While the Federal Reserve wants to slow the economy down further and economists predict a global recession, many large companies are showing corporate optimism and strong numbers in their quarterly reports as they discuss their outlooks with Wall Street, New York Times reported.

Facebook/Meta reported disappointing numbers, and CEO Mark Zuckerberg is pessimistic. Other tech giants such as Alphabet, Amazon, Apple and Microsoft all released results that were enough to persuade investors that their businesses were not falling off a cliff.

However, some of these same companies’ actions tell another story. Apple and Microsoft announced plans to cut workers or slow hiring, as did Meta. Retailers Walmart and Target reduced their profit forecasts.

Dimon’s prediction, while vague, is more pessimistic than most, but not all, other executives, according to Fortune.

BlackRock CEO Larry Fink said a recession was a risk but described the economic headwinds pressuring markets as “business as usual” for long-term investors, saying they should keep calm and carry on.

Deutsche Bank CEO Christian Sewing put the odds of a recession at 50/50. Harvard economist Jason Furman, a former Obama White House economic advisor, said it’s less likely than that.

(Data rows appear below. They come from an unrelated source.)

impl Inner {
    fn lock_table(&self) -> TriageResult<MutexGuard<'_, JobTable>> {
        self.table
            .lock()
            .map_err(|_| TriageError::Internal("job table lock poisoned".to_string()))
    }

    fn host_lock(&self, host: &str) -> TriageResult<Arc<tokio::sync::Mutex<()>>> {
        let mut locks = self
            .host_locks
            .lock()
            .map_err(|_| TriageError::Internal("host lock table poisoned".to_string()))?;
        Ok(Arc::clone(locks.entry(host.to_string()).or_default()))
    }

    /// Mutate a non-terminal job in place.
    fn update<F: FnOnce(&mut CaptureJob)>(&self, job_id: &str, f: F) {
        if let Ok(mut table) = self.lock_table() {
            if let Some(entry) = table.jobs.get_mut(job_id) {
                if !entry.job.status.is_terminal() {
                    f(&mut entry.job);
                    entry.job.updated_at = Utc::now();
                }
            }
        }
    }

    fn set_status(&self, job_id: &str, status: JobStatus) {
        self.update(job_id, |job| job.status = status);
        if let Ok(table) = self.lock_table() {
            if let Some(entry) = table.jobs.get(job_id) {
                entry.status_tx.send_replace(entry.job.status);
            }
        }
    }

    async fn run_job(self: Arc<Self>, job_id: String) {
        let (device, scope, commands) = match self.lock_table() {
            Ok(table) => match table.jobs.get(&job_id) {
                Some(e) => (e.device.clone(), e.job.scope.clone(), e.job.commands.clone()),
                None => return,
            },
            Err(_) => return,
        };

        let ceiling = self.config.job_timeout();
        let outcome = match tokio::time::timeout(
            ceiling,
            self.execute(&job_id, &device, &scope, &commands),
        )
        .await
        {
            Ok(outcome) => outcome,
            Err(_) => {
                warn!("  Job {} hit the {}s ceiling", job_id, ceiling.as_secs());
                RunOutcome::Failed(JobFailure {
                    kind: FailureKind::Timeout,
                    message: format!("job exceeded {}s", ceiling.as_secs()),
                })
            }
        };

        self.finish(&job_id, outcome);
    }

    async fn execute(
        &self,
        job_id: &str,
        device: &Device,
        scope: &Scope,
        commands: &[String],
    ) -> RunOutcome {
        let lock = match self.host_lock(&device.name) {
            Ok(lock) => lock,
            Err(e) => {
                return RunOutcome::Failed(JobFailure {
                    kind: FailureKind::Transport,
                    message: e.to_string(),
                })
            }
        };
        let _guard = lock.lock().await;
        self.set_status(job_id, JobStatus::Running);
        info!("  Running job {} on {} ({} commands)", job_id, device.name, commands.len());

        let max_attempts = self.config.max_attempts.max(1);
        let mut last_error = String::new();

        for number in 1..=max_attempts {
            if number > 1 {
                let delay = self.config.backoff_before(number);
                debug!("  Job {} backing off {:?} before attempt {}", job_id, delay, number);
                tokio::time::sleep(delay).await;
            }

            let started_at = Utc::now();
            let result = self.attempt(job_id, number, device, scope, commands).await;
            let outcome = match &result {
                Ok((succeeded, failed)) => AttemptOutcome::Completed {
                    succeeded: *succeeded,
                    failed: *failed,
                },
                Err(message) => AttemptOutcome::TransportError {
                    message: message.clone(),
                },
            };
            self.update(job_id, |job| {
                job.attempts.push(CaptureAttempt {
                    number,
                    started_at,
                    finished_at: Utc::now(),
                    outcome,
                })
            });

            match result {
                Ok(_) => return RunOutcome::Completed { attempt: number },
                Err(message) => {
                    warn!(
                        "  Job {} attempt {}/{} transport failure: {}",
                        job_id, number, max_attempts, message
                    );
                    last_error = message;
                }
            }
        }

        RunOutcome::Failed(JobFailure {
            kind: FailureKind::Transport,
            message: format!("{} attempts failed, last: {}", max_attempts, last_error),
        })
    }

    /// One connect-and-run pass. `Err` only for transport failures.
    async fn attempt(
        &self,
        job_id: &str,
        number: u32,
        device: &Device,
        scope: &Scope,
        commands: &[String],
    ) -> Result<(usize, usize), String> {
        let mut session = self
            .executor
            .connect(device)
            .await
            .map_err(|e| e.to_string())?;

        let command_timeout = self.config.command_timeout();
        let mut succeeded = 0;
        let mut failed = 0;

        for (idx, command) in commands.iter().enumerate() {
            let outcome =
                match tokio::time::timeout(command_timeout, session.run(command)).await {
                    Ok(Ok(output)) => match device_error_marker(&output) {
                        Some(marker) => RawOutcome::Failed {
                            reason: error_line(&output, marker),
                        },
                        None => RawOutcome::Captured { output },
                    },
                    Ok(Err(ExecError::Command(reason))) => RawOutcome::Failed { reason },
                    Ok(Err(ExecError::Transport(message))) => {
                        session.close().await;
                        return Err(message);
                    }
                    Err(_) => RawOutcome::Failed {
                        reason: format!("timed out after {}s", command_timeout.as_secs()),
                    },
                };

            if matches!(outcome, RawOutcome::Captured { .. }) {
                succeeded += 1;
            } else {
                failed += 1;
            }

            let raw = RawLog {
                id: format!("{}.{}.{}", job_id, number, idx + 1),
                job_id: job_id.to_string(),
                attempt: number,
                scope: scope.clone(),
                host: device.name.clone(),
                command: command.clone(),
                captured_at: Utc::now(),
                outcome,
            };
            self.writer.append(device, &raw).await;
            self.update(job_id, |job| job.raw_logs.push(raw));
        }

        session.close().await;
        Ok((succeeded, failed))
    }

    fn finish(&self, job_id: &str, outcome: RunOutcome) {
        let (status, failure, batches) = match outcome {
            RunOutcome::Completed { attempt } => {
                let batches: Vec<_> = match self.lock_table() {
                    Ok(table) => table
                        .jobs
                        .get(job_id)
                        .map(|e| {
                            e.job
                                .raw_logs
                                .iter()
                                .filter(|r| r.attempt == attempt && r.is_success())
                                .map(extract)
                                .collect()
                        })
                        .unwrap_or_default(),
                    Err(_) => Vec::new(),
                };
                if batches.is_empty() {
                    (
                        JobStatus::Failed,
                        Some(JobFailure {
                            kind: FailureKind::AllCommandsFailed,
                            message: "every command failed on the device".to_string(),
                        }),
                        batches,
                    )
                } else {
                    (JobStatus::Succeeded, None, batches)
                }
            }
            RunOutcome::Failed(failure) => (JobStatus::Failed, Some(failure), Vec::new()),
        };

        let facts: usize = batches.iter().map(|b| b.facts.len()).sum();
        self.update(job_id, |job| {
            job.batches = batches;
            job.failure = failure;
        });
        self.set_status(job_id, status);

        match status {
            JobStatus::Succeeded => info!("  Job {} succeeded with {} facts", job_id, facts),
            _ => warn!("  Job {} failed", job_id),
        }
    }
}
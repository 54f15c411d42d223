//! Capture jobs and raw logs.

use crate::commands::normalize_command_set;
use crate::facts::{Fact, FactBatch};
use crate::scope::Scope;
use chrono::{DateTime, Utc};
use serde::{Deserialize, Serialize};
use sha2::{Digest, Sha256};

#[derive(Debug, Clone, Copy, PartialEq, Eq, Hash, Serialize, Deserialize)]
#[serde(rename_all = "snake_case")]
pub enum JobStatus {
    Queued,
    Running,
    Succeeded,
    Failed,
}

impl JobStatus {
    pub fn is_terminal(&self) -> bool {
        matches!(self, JobStatus::Succeeded | JobStatus::Failed)
    }
}

#[derive(Debug, Clone, Copy, PartialEq, Eq, Serialize, Deserialize)]
#[serde(rename_all = "snake_case")]
pub enum FailureKind {
    /// Connection refused, auth failure, session dropped; retries exhausted
    Transport,
    /// Overall job ceiling reached
    Timeout,
    /// Session worked but every command failed on the device
    AllCommandsFailed,
}

#[derive(Debug, Clone, PartialEq, Eq, Serialize, Deserialize)]
pub struct JobFailure {
    pub kind: FailureKind,
    pub message: String,
}

#[derive(Debug, Clone, PartialEq, Eq, Serialize, Deserialize)]
#[serde(tag = "result", rename_all = "snake_case")]
pub enum AttemptOutcome {
    Completed { succeeded: usize, failed: usize },
    TransportError { message: String },
}

/// One transport-level try of a job.
#[derive(Debug, Clone, PartialEq, Eq, Serialize, Deserialize)]
pub struct CaptureAttempt {
    pub number: u32,
    pub started_at: DateTime<Utc>,
    pub finished_at: DateTime<Utc>,
    pub outcome: AttemptOutcome,
}

#[derive(Debug, Clone, PartialEq, Eq, Serialize, Deserialize)]
#[serde(tag = "status", rename_all = "snake_case")]
pub enum RawOutcome {
    Captured { output: String },
    Failed { reason: String },
}

/// Captured text of one command execution. Write-once.
#[derive(Debug, Clone, PartialEq, Eq, Serialize, Deserialize)]
pub struct RawLog {
    pub id: String,
    pub job_id: String,
    pub attempt: u32,
    pub scope: Scope,
    pub host: String,
    pub command: String,
    pub captured_at: DateTime<Utc>,
    pub outcome: RawOutcome,
}

impl RawLog {
    pub fn is_success(&self) -> bool {
        matches!(self.outcome, RawOutcome::Captured { .. })
    }

    pub fn output(&self) -> Option<&str> {
        match &self.outcome {
            RawOutcome::Captured { output } => Some(output),
            RawOutcome::Failed { .. } => None,
        }
    }

    pub fn to_ref(&self) -> RawLogRef {
        RawLogRef {
            id: self.id.clone(),
            command: self.command.clone(),
            attempt: self.attempt,
            success: self.is_success(),
            captured_at: self.captured_at,
        }
    }
}

/// Lightweight pointer to a RawLog for API responses.
#[derive(Debug, Clone, PartialEq, Eq, Serialize, Deserialize)]
pub struct RawLogRef {
    pub id: String,
    pub command: String,
    pub attempt: u32,
    pub success: bool,
    pub captured_at: DateTime<Utc>,
}

#[derive(Debug, Clone, PartialEq, Eq, Serialize, Deserialize)]
pub struct CaptureJob {
    pub job_id: String,
    pub fingerprint: String,
    pub scope: Scope,
    pub host: String,
    /// Execution order, deduplicated
    pub commands: Vec<String>,
    pub status: JobStatus,
    pub attempts: Vec<CaptureAttempt>,
    pub raw_logs: Vec<RawLog>,
    pub batches: Vec<FactBatch>,
    pub failure: Option<JobFailure>,
    /// Previous failed job this one retries
    pub retry_of: Option<String>,
    pub created_at: DateTime<Utc>,
    pub updated_at: DateTime<Utc>,
}

impl CaptureJob {
    pub fn facts(&self) -> impl Iterator<Item = &Fact> {
        self.batches.iter().flat_map(|b| b.facts.iter())
    }

    pub fn raw_refs(&self) -> Vec<RawLogRef> {
        self.raw_logs.iter().map(RawLog::to_ref).collect()
    }

    pub fn failed_raw_logs(&self) -> impl Iterator<Item = &RawLog> {
        self.raw_logs.iter().filter(|r| !r.is_success())
    }
}

/// Deterministic identity of a capture request.
pub fn fingerprint(scope: &Scope, host: &str, commands: &[String]) -> String {
    let mut hasher = Sha256::new();
    hasher.update(scope.config_dir.as_bytes());
    hasher.update([0u8]);
    hasher.update(scope.task_dir.as_bytes());
    hasher.update([0u8]);
    hasher.update(host.trim().as_bytes());
    hasher.update([0u8]);
    for cmd in normalize_command_set(commands) {
        hasher.update(cmd.as_bytes());
        hasher.update(b"\n");
    }
    hex::encode(hasher.finalize())
}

Oppenheimer & Co. chief investment strategist John Stoltzfus—the most optimistic on CNBC’s Market Strategist Survey—said the market will avoid a recession and rise 40 percent from where it is today by the end of 2022.

Wall Street strategists David Roche said this is a moment to realize that “things do turn around.”

However, Bitcoin bull Mike Novogratz told MarketWatch that the U.S. is heading into a “really fast recession” and “the economy is going to collapse.”

Dimon warned in June that an economic hurricane was “coming our way” and advised investors to brace for it.

A lot worse than a recession, a depression accompanies a significant drop in GDP and usually lasts for many years. The Great Depression lasted for a decade in the U.S. with unemployment rates reaching 25 percent and wages falling by 42 percent.